Four elephants rescued from Pune circus

Four-ElephantsNew Delhi, (IANS) Four elephants were rescued from a circus in Pune in Maharashtra on Friday following a two-day and a night long operation by a rescue team of a wildlife NGO.

Wildlife SOS, an NGO, in coordination with PETA, Federation of Indian Animal Protection Organisations (FIAPO), police and forest department carried out the rescue operation at Rambo circus in Pune.

“The four rescued elephants were named as Pearl, Ruby, Goldie and Sylvie in the circus. It was shocking to witness the inhumane conditions that the elephants were kept in, shackled by spiked chains and denied any chance at a natural life,” said Geeta Seshamani, co-founder of Wildlife SOS.

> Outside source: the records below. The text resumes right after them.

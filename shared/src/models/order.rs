//! Order Model

use serde::{Deserialize, Serialize};

/// Order status
#[derive(Debug, Clone, Copy, Serialize, Deserialize, PartialEq, Eq)]
#[serde(rename_all = "SCREAMING_SNAKE_CASE")]
#[cfg_attr(feature = "db", derive(sqlx::Type))]
#[cfg_attr(feature = "db", sqlx(rename_all = "SCREAMING_SNAKE_CASE"))]
pub enum OrderStatus {
    Pending,
    Confirmed,
    Processing,
    Shipping,
    Delivered,
    Cancelled,
    Returned,
}

impl OrderStatus {
    /// Terminal orders accept no further transitions
    pub fn is_terminal(&self) -> bool {
        matches!(self, OrderStatus::Cancelled | OrderStatus::Returned)
    }
}

/// Payment status recorded from the payment-gateway collaborator
#[derive(Debug, Clone, Copy, Serialize, Deserialize, PartialEq, Eq)]
#[serde(rename_all = "SCREAMING_SNAKE_CASE")]
#[cfg_attr(feature = "db", derive(sqlx::Type))]
#[cfg_attr(feature = "db", sqlx(rename_all = "SCREAMING_SNAKE_CASE"))]
pub enum PaymentStatus {
    Unpaid,
    Paid,
    Refunded,
}

/// Order line item — unit price is snapshotted at creation and never
/// re-read from the live catalog
#[derive(Debug, Clone, Serialize, Deserialize)]
pub struct OrderItem {
    pub product_id: i64,
    pub name: String,
    /// Unit price in currency units, snapshotted at order creation
    pub price: i64,
    pub quantity: i64,
    /// price * quantity
    pub line_total: i64,
}

/// Shipping address embedded in the order
#[derive(Debug, Clone, Serialize, Deserialize)]
pub struct ShippingAddress {
    pub recipient: String,
    pub phone: String,
    pub line1: String,
    pub city: String,
    pub postal_code: Option<String>,
}

/// Payment descriptor embedded in the order
#[derive(Debug, Clone, Serialize, Deserialize)]
pub struct PaymentInfo {
    pub method: String,
    pub status: PaymentStatus,
    pub transaction_id: Option<String>,
}

/// Order entity
#[derive(Debug, Clone, Serialize, Deserialize)]
#[cfg_attr(feature = "db", derive(sqlx::FromRow))]
pub struct Order {
    pub id: i64,
    pub order_number: String,
    pub user_id: i64,
    #[cfg_attr(feature = "db", sqlx(json))]
    pub items: Vec<OrderItem>,
    #[cfg_attr(feature = "db", sqlx(json))]
    pub shipping_address: ShippingAddress,
    pub payment_method: String,
    pub payment_status: PaymentStatus,
    pub payment_transaction_id: Option<String>,
    /// Sum of line totals (currency units)
    pub subtotal: i64,
    pub shipping_fee: i64,
    pub discount_amount: i64,
    /// subtotal + shipping_fee - discount_amount, recomputed on every persist
    pub total_amount: i64,
    pub status: OrderStatus,
    /// Stamped when the order first reaches DELIVERED (Unix millis);
    /// starts the return-eligibility clock
    pub delivered_at: Option<i64>,
    pub created_at: i64,
    pub updated_at: i64,
}

impl Order {
    /// Total quantity across all line items
    pub fn total_quantity(&self) -> i64 {
        self.items.iter().map(|i| i.quantity).sum()
    }

    /// Find a line item by product id
    pub fn item(&self, product_id: i64) -> Option<&OrderItem> {
        self.items.iter().find(|i| i.product_id == product_id)
    }

    /// Payment descriptor assembled from the stored columns
    pub fn payment(&self) -> PaymentInfo {
        PaymentInfo {
            method: self.payment_method.clone(),
            status: self.payment_status,
            transaction_id: self.payment_transaction_id.clone(),
        }
    }
}

/// Append-only status history entry
#[derive(Debug, Clone, Serialize, Deserialize)]
#[cfg_attr(feature = "db", derive(sqlx::FromRow))]
pub struct OrderStatusEntry {
    pub id: i64,
    pub order_id: i64,
    pub status: OrderStatus,
    pub note: Option<String>,
    pub actor_id: i64,
    pub actor_name: Option<String>,
    pub created_at: i64,
}

/// Checkout line input — priced by the core at creation, never by the caller
#[derive(Debug, Clone, Serialize, Deserialize)]
pub struct OrderLineInput {
    pub product_id: i64,
    pub quantity: i64,
}

/// Create order payload
#[derive(Debug, Clone, Serialize, Deserialize)]
pub struct OrderCreate {
    pub user_id: i64,
    pub lines: Vec<OrderLineInput>,
    pub shipping_address: ShippingAddress,
    pub payment_method: String,
    pub payment_transaction_id: Option<String>,
    pub shipping_fee: i64,
    /// Ledger reservation to consume, if a voucher was applied at cart stage
    pub voucher_usage_id: Option<i64>,
}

She said three horses, one pony and 14 dogs were also rescued from the same circus. The rescued animals would be handed over to two Maharashtra-based NGOs Animal Rahat and ResQ.

Seshamani added that the elephants would soon be shifted to the Wildlife SOS Elephant Care Center in Haryana or Uttar Pradesh, where they would receive veterinary care, a healthy diet, companionship and everything they need to have a healthy future.

Pearl and Ruby share a close relationship and were brought to the circus around the same time. Goldie is the oldest and Sylvie, the youngest of the four, is Goldie’s daughter.

Rhea Lopez, Elephant Campaign Manager – Wildlife SOS, said that while in the circus, the elephants were restrained by both front and back legs and were given no opportunity to exercise and no access to fresh water which was mandatory under the law.

“The mental and physical health status of these elephants is very poor. The rescues are part of Wildlife SOS ‘Circus Elephant Campaign’ to rehabilitate circus elephants across India,” she said.

A statement from the NGO said that at the beginning of the campaign there were 67 elephants in Indian circuses in 2015 while with the latest rescue of these four elephants, that number is down to 55 elephants.

According to experts, the average life of these elephants is 60 to 65 years, while those in the wild live for over 75 years.